What needs to be done:
All lines of the entries with "rollback" in them must be listed.

>>>

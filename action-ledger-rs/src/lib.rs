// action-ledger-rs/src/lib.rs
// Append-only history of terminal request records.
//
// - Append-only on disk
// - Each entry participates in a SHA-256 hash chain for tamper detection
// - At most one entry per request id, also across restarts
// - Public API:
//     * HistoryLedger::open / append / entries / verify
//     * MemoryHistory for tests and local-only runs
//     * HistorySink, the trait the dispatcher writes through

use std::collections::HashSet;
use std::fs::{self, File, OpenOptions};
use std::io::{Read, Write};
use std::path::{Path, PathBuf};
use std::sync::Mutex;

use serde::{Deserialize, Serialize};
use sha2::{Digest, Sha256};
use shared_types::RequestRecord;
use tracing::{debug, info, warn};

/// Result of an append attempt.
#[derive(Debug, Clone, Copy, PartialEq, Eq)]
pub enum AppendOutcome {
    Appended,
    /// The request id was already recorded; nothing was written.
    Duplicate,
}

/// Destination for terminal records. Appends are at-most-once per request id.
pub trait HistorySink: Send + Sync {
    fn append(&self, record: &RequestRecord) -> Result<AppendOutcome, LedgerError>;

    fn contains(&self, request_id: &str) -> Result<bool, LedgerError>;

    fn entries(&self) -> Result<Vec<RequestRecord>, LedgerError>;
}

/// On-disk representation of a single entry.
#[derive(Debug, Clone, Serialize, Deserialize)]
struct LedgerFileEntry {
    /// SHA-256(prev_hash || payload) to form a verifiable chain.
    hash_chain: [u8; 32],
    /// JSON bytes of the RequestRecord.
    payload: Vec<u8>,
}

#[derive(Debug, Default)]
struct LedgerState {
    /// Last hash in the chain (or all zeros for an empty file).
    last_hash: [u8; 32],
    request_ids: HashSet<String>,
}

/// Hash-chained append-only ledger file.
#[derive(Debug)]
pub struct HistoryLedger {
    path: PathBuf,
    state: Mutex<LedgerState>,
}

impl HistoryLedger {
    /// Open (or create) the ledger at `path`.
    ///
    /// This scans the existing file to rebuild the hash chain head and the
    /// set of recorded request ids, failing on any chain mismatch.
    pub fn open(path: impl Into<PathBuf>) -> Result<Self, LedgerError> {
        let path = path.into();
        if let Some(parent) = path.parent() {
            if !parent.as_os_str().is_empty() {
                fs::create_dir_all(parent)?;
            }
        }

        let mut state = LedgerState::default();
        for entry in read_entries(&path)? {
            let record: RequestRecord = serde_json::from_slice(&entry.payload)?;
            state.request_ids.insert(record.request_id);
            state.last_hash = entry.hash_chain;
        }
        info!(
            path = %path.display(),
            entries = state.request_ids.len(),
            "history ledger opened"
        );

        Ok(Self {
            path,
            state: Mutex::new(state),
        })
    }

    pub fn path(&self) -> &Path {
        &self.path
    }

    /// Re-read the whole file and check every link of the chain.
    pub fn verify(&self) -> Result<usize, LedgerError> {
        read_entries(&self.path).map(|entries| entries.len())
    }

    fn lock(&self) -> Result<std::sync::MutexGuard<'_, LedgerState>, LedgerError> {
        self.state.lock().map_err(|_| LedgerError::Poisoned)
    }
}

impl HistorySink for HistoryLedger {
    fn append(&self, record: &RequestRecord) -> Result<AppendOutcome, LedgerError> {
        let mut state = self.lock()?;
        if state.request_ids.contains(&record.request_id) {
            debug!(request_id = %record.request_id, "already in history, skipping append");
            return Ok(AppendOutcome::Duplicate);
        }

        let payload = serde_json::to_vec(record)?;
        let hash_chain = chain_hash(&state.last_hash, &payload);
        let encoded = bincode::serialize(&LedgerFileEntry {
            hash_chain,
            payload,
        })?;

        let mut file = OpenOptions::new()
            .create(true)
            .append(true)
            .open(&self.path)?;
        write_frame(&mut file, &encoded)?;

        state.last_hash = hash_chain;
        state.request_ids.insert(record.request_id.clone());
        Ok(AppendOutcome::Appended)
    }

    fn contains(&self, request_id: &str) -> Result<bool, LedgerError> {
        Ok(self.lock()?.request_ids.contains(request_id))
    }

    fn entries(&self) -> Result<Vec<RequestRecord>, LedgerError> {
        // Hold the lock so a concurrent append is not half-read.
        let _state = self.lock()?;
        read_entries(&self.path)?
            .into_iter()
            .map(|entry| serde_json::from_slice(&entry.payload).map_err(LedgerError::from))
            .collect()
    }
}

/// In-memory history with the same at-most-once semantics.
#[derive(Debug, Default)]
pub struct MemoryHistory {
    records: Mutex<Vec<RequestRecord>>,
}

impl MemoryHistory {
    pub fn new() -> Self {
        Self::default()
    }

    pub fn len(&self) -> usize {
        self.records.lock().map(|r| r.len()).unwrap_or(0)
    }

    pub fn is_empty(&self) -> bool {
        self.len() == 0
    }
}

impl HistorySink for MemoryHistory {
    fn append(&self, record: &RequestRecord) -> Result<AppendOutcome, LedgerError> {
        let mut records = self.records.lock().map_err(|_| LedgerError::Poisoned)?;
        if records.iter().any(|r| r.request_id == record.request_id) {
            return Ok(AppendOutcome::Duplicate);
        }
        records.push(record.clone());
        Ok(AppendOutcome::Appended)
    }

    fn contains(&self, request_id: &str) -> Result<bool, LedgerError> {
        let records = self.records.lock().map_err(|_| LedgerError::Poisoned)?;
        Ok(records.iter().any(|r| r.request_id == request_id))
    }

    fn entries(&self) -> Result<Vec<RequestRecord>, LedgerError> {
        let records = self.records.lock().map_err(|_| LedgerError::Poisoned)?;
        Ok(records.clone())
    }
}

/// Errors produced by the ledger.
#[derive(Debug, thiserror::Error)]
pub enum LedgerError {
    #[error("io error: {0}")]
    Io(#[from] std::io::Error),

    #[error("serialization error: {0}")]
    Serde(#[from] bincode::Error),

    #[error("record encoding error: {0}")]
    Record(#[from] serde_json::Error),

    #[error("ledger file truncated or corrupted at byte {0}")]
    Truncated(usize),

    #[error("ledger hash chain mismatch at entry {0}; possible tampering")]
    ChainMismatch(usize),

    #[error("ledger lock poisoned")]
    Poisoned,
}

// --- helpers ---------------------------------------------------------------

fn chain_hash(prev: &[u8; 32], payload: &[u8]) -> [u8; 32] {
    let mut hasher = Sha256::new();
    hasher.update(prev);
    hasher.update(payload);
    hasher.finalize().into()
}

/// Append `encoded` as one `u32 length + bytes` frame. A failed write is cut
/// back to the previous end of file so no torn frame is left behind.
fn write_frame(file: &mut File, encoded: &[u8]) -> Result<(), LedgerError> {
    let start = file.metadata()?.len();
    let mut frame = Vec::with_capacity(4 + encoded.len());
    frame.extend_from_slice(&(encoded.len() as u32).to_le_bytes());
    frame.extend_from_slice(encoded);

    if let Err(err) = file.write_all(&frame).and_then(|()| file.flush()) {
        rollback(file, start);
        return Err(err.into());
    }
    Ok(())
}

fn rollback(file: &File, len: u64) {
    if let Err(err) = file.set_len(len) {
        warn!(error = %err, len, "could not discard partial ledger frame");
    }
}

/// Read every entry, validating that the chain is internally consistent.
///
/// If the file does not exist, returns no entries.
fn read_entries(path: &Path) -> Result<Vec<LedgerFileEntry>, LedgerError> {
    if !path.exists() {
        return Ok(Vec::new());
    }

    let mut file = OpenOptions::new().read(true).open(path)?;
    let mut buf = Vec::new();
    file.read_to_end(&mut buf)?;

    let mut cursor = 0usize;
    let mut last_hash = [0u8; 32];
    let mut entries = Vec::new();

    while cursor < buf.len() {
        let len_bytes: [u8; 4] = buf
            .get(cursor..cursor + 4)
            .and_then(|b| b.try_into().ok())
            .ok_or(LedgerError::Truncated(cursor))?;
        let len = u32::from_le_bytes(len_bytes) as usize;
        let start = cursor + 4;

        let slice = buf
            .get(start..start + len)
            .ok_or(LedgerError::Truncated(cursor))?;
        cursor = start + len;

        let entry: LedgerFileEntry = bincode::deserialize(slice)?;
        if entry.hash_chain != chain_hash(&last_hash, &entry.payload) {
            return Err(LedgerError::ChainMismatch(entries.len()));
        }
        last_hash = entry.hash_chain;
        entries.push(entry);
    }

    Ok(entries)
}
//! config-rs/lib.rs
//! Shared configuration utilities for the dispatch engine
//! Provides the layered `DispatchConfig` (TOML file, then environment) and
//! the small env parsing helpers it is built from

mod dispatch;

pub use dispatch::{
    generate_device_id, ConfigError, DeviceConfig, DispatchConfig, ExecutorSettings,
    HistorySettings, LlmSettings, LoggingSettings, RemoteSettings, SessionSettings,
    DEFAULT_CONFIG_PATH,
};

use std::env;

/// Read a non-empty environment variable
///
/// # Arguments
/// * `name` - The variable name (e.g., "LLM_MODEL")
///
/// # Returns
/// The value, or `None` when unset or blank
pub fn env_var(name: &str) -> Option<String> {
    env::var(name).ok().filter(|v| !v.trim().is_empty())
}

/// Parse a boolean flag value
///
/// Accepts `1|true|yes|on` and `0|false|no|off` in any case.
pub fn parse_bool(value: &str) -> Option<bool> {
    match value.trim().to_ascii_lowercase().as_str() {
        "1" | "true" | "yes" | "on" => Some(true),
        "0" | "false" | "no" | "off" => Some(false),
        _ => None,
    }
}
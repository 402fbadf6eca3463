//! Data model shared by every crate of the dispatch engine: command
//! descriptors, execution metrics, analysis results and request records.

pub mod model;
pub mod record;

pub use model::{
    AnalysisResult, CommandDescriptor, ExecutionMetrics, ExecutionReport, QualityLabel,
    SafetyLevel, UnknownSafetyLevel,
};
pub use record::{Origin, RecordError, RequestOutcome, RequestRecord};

<<<

Your solution:
        rollback(file, start);
fn rollback(file: &File, len: u64) {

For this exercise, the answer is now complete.